*WHAT IS REQUIRED:*
A single number is the whole answer: the count of lines in these entries that hold "ConfigError".
------------------------------
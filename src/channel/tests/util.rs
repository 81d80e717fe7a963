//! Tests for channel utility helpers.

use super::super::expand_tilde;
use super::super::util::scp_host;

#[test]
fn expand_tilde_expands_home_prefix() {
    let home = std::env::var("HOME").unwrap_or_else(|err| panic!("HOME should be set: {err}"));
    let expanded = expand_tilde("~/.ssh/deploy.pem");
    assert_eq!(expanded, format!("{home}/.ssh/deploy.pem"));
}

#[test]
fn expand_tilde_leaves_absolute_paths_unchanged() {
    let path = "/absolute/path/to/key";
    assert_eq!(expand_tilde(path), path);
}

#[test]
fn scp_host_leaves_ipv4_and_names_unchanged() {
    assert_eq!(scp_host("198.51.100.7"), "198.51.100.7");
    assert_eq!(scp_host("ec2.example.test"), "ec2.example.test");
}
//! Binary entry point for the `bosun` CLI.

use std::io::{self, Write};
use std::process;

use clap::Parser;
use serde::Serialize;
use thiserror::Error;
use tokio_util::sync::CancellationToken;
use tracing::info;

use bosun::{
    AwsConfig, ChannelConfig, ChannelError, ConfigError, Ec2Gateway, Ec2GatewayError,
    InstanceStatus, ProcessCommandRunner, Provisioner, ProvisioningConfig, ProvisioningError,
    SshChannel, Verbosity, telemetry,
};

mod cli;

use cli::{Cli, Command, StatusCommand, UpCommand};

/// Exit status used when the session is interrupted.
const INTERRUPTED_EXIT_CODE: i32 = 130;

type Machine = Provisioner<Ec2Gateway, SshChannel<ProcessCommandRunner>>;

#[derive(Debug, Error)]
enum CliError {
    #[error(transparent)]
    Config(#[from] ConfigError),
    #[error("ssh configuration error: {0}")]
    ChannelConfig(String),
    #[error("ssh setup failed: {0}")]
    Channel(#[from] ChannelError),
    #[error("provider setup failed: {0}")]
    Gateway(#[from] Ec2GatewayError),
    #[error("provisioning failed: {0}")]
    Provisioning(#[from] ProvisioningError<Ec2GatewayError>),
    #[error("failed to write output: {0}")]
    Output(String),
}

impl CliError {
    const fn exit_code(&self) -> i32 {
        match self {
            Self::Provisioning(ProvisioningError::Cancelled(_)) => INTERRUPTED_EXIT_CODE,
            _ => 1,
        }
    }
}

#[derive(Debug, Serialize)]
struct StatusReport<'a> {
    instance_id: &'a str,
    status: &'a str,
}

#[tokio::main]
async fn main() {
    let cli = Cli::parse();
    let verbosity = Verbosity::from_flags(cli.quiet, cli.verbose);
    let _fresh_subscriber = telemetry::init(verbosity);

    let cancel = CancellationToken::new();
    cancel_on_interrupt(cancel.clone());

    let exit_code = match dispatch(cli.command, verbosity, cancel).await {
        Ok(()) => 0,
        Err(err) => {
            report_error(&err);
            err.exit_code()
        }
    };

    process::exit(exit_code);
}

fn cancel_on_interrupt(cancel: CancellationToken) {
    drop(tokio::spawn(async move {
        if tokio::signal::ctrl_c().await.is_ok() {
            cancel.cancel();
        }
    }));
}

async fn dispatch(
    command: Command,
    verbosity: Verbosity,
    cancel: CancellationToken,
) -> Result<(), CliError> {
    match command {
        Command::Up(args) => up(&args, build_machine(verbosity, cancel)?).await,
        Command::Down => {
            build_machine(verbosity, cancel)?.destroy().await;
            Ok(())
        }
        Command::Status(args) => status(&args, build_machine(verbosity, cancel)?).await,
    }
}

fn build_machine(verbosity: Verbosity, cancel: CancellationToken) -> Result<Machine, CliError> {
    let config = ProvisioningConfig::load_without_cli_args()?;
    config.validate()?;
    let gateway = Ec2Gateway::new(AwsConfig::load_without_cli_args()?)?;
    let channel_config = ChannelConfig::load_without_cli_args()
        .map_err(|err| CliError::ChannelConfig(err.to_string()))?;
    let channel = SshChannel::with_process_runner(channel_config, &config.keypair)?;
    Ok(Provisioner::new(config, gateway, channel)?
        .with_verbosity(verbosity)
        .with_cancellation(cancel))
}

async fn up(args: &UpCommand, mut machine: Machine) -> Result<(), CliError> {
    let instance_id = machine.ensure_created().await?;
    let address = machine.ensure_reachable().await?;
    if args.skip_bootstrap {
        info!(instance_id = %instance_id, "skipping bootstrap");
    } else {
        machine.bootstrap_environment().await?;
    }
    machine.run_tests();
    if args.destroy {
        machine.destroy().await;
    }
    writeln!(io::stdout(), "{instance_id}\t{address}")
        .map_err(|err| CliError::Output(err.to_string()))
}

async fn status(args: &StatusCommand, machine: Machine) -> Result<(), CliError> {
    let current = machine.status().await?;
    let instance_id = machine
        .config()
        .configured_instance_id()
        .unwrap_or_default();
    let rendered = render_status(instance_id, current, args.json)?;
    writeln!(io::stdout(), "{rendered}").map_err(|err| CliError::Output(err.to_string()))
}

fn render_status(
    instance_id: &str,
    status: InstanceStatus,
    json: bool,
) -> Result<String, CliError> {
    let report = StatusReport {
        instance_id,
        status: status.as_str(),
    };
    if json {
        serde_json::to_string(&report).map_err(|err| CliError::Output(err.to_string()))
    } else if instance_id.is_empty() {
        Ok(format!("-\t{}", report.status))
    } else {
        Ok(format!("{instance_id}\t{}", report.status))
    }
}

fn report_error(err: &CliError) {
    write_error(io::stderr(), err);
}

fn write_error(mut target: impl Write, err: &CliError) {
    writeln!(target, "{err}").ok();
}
------------------------------
*EXERCISE RESPONSE:*
2